RGT did not appear at the preliminary hearing or otherwise.
On 7 August 2014, RGT was personally provided with the Mandatory Written Information on Adoption and the Instrument of Consent. On 8 March 2016, VEH was personally provided with a copy of the Mandatory Written Information on Adoption. Thus, there has been compliance with s 59(1) of the Act (ensuring that a person whose consent to an adoption is needed before an adoption order can be made is given the mandatory written information before the person consents or refuses consent to the adoption).
I have earlier referred to the evidence of RGT being told of the hearing dates. As is obvious, she did not appear at the hearing.
[6]
Other Formal Matters
Before an adoption order can be made in New South Wales, the Court must be satisfied that a number of other procedural factual safeguards required by the Act have been met.
I shall refer to the formal matters that are required by the Act, by reference to the facts of this case, as there is no dispute about them:
1. BAEH was less than eighteen years of age when the Summons was filed, and she still is: s 24(1)(a) of the Act.

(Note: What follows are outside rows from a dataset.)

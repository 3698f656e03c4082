//! Integration tests for tabprint CLI

use std::fs;
use std::io::Write;
use std::path::Path;
use std::process::{Command, Stdio};

use tempfile::{tempdir, TempDir};

const DATA: &str = r#"{
    "users": [
        {"id": 1, "name": "Steven Seagal", "password": "123456"},
        {"id": 2, "name": "Eva Song", "password": "789456"}
    ],
    "test": [{"id": 1}]
}"#;

const USERS_TABLE: &str = "\
╔════════════════╦════════════════╦════════════════╗
║       id       ║      name      ║    password    ║
╠════════════════╬════════════════╬════════════════╣
║       1        ║ Steven Seagal  ║     123456     ║
╠════════════════╬════════════════╬════════════════╣
║       2        ║    Eva Song    ║     789456     ║
╚════════════════╩════════════════╩════════════════╝
";

fn data_file() -> (TempDir, String) {
    let dir = tempdir().expect("Failed to create temp dir");
    let path = dir.path().join("db.json");
    fs::write(&path, DATA).expect("Failed to write data file");
    let path = path.to_string_lossy().to_string();
    (dir, path)
}

fn run_tabprint(args: &[&str]) -> (String, String, bool) {
    let output = Command::new(env!("CARGO_BIN_EXE_tabprint"))
        .args(args)
        .env_remove("RUST_LOG")
        .output()
        .expect("Failed to execute command");

    let stdout = String::from_utf8_lossy(&output.stdout).to_string();
    let stderr = String::from_utf8_lossy(&output.stderr).to_string();
    (stdout, stderr, output.status.success())
}

fn run_with_stdin(data: &Path, input: &str) -> (String, String, bool) {
    let mut child = Command::new(env!("CARGO_BIN_EXE_tabprint"))
        .args(["--data", &data.to_string_lossy()])
        .env_remove("RUST_LOG")
        .stdin(Stdio::piped())
        .stdout(Stdio::piped())
        .stderr(Stdio::piped())
        .spawn()
        .expect("Failed to spawn command");

    child
        .stdin
        .take()
        .expect("stdin is piped")
        .write_all(input.as_bytes())
        .expect("Failed to write stdin");

    let output = child.wait_with_output().expect("Failed to wait on command");
    (
        String::from_utf8_lossy(&output.stdout).to_string(),
        String::from_utf8_lossy(&output.stderr).to_string(),
        output.status.success(),
    )
}

#[test]
fn test_cli_help() {
    let (stdout, _, success) = run_tabprint(&["--help"]);

    assert!(success);
    assert!(stdout.contains("tabprint"));
    assert!(stdout.contains("--data"));
    assert!(stdout.contains("--output"));
}

#[test]
fn test_cli_version() {
    let (stdout, _, success) = run_tabprint(&["--version"]);

    assert!(success);
    assert!(stdout.contains("tabprint"));
}

#[test]
fn test_print_table() {
    let (_dir, path) = data_file();
    let (stdout, _, success) = run_tabprint(&["--data", &path, "print", "users"]);

    assert!(success);
    assert_eq!(stdout, USERS_TABLE);
}

#[test]
fn test_print_missing_table() {
    let (_dir, path) = data_file();
    let (stdout, _, success) = run_tabprint(&["-d", &path, "print", "testing"]);

    assert!(success);
    assert_eq!(
        stdout,
        "╔════════════════════════════════════════════╗\n\
         ║ Table 'testing' is empty or does not exist ║\n\
         ╚════════════════════════════════════════════╝\n"
    );
}

#[test]
fn test_json_output() {
    let (_dir, path) = data_file();
    let (stdout, _, success) = run_tabprint(&["-d", &path, "-o", "json", "print", "users"]);

    assert!(success);
    let parsed: serde_json::Value = serde_json::from_str(&stdout).expect("Invalid JSON output");
    assert_eq!(parsed.as_array().map(|a| a.len()), Some(2));
    assert_eq!(parsed[1]["name"], "Eva Song");
}

#[test]
fn test_too_many_arguments() {
    let (_dir, path) = data_file();
    let (stdout, stderr, success) = run_tabprint(&["-d", &path, "print", "users", "extra"]);

    assert!(!success);
    assert!(stdout.is_empty());
    assert!(stderr.contains("Error:"));
    assert!(stderr.contains("Expected 1, but is 2"));
}

#[test]
fn test_unknown_command() {
    let (_dir, path) = data_file();
    let (_, stderr, success) = run_tabprint(&["-d", &path, "list", "users"]);

    assert!(!success);
    assert!(stderr.contains("unknown command"));
}

#[test]
fn test_missing_data_file() {
    let (_, stderr, success) = run_tabprint(&["-d", "/nonexistent/db.json", "print", "users"]);

    assert!(!success);
    assert!(stderr.contains("Error:"));
    assert!(stderr.contains("/nonexistent/db.json"));
}

#[test]
fn test_commands_from_stdin() {
    let (dir, _) = data_file();
    let (stdout, _, success) =
        run_with_stdin(&dir.path().join("db.json"), "print test\n\nprint users\n");

    assert!(success);
    assert_eq!(
        stdout,
        format!("╔════╗\n║ id ║\n╠════╣\n║ 1  ║\n╚════╝\n{}", USERS_TABLE)
    );
}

2. CMAM is resident and domiciled in the State of New South Wales: s 23(2)(b) and s 27(1) of the Act. She is an Australian citizen.
3. The application for the adoption order has been made in accordance with the Act solely on behalf of one person, CMAM: s 23(1) of the Act.
4. CMAM meets the age requirements prescribed by the Act: s 27(2)(a) of the Act.
5. CMAM is an authorised carer. The Dictionary to the Act, relevantly, defines "authorised carer" as including any person who has care and responsibility for a child under out-of-home care arrangements made under the Care Act. Section 135A(1) of the Care Act, relevantly, provides that "statutory out-of-home care is out-of-home care that is provided in respect of a child or young person for a period of more than 14 days, pursuant to a care order of the Children's Court". She had been approved as a long term permanent carer.
6. BAEH was placed into the care of CMAM on 27 November 2013, when she was 2 years old. BAEH has been in the care of CMAM continuously since then.
7. There are four affidavits attesting to the good fame and character of CMAM: s 27(1)(b) of the Act.
8. On 24 January 2013, CMAM submitted an Expression of Interest to adopt and on 7 June 2015, she signed an application form to adopt BAEH pursuant to s 43 of the Act.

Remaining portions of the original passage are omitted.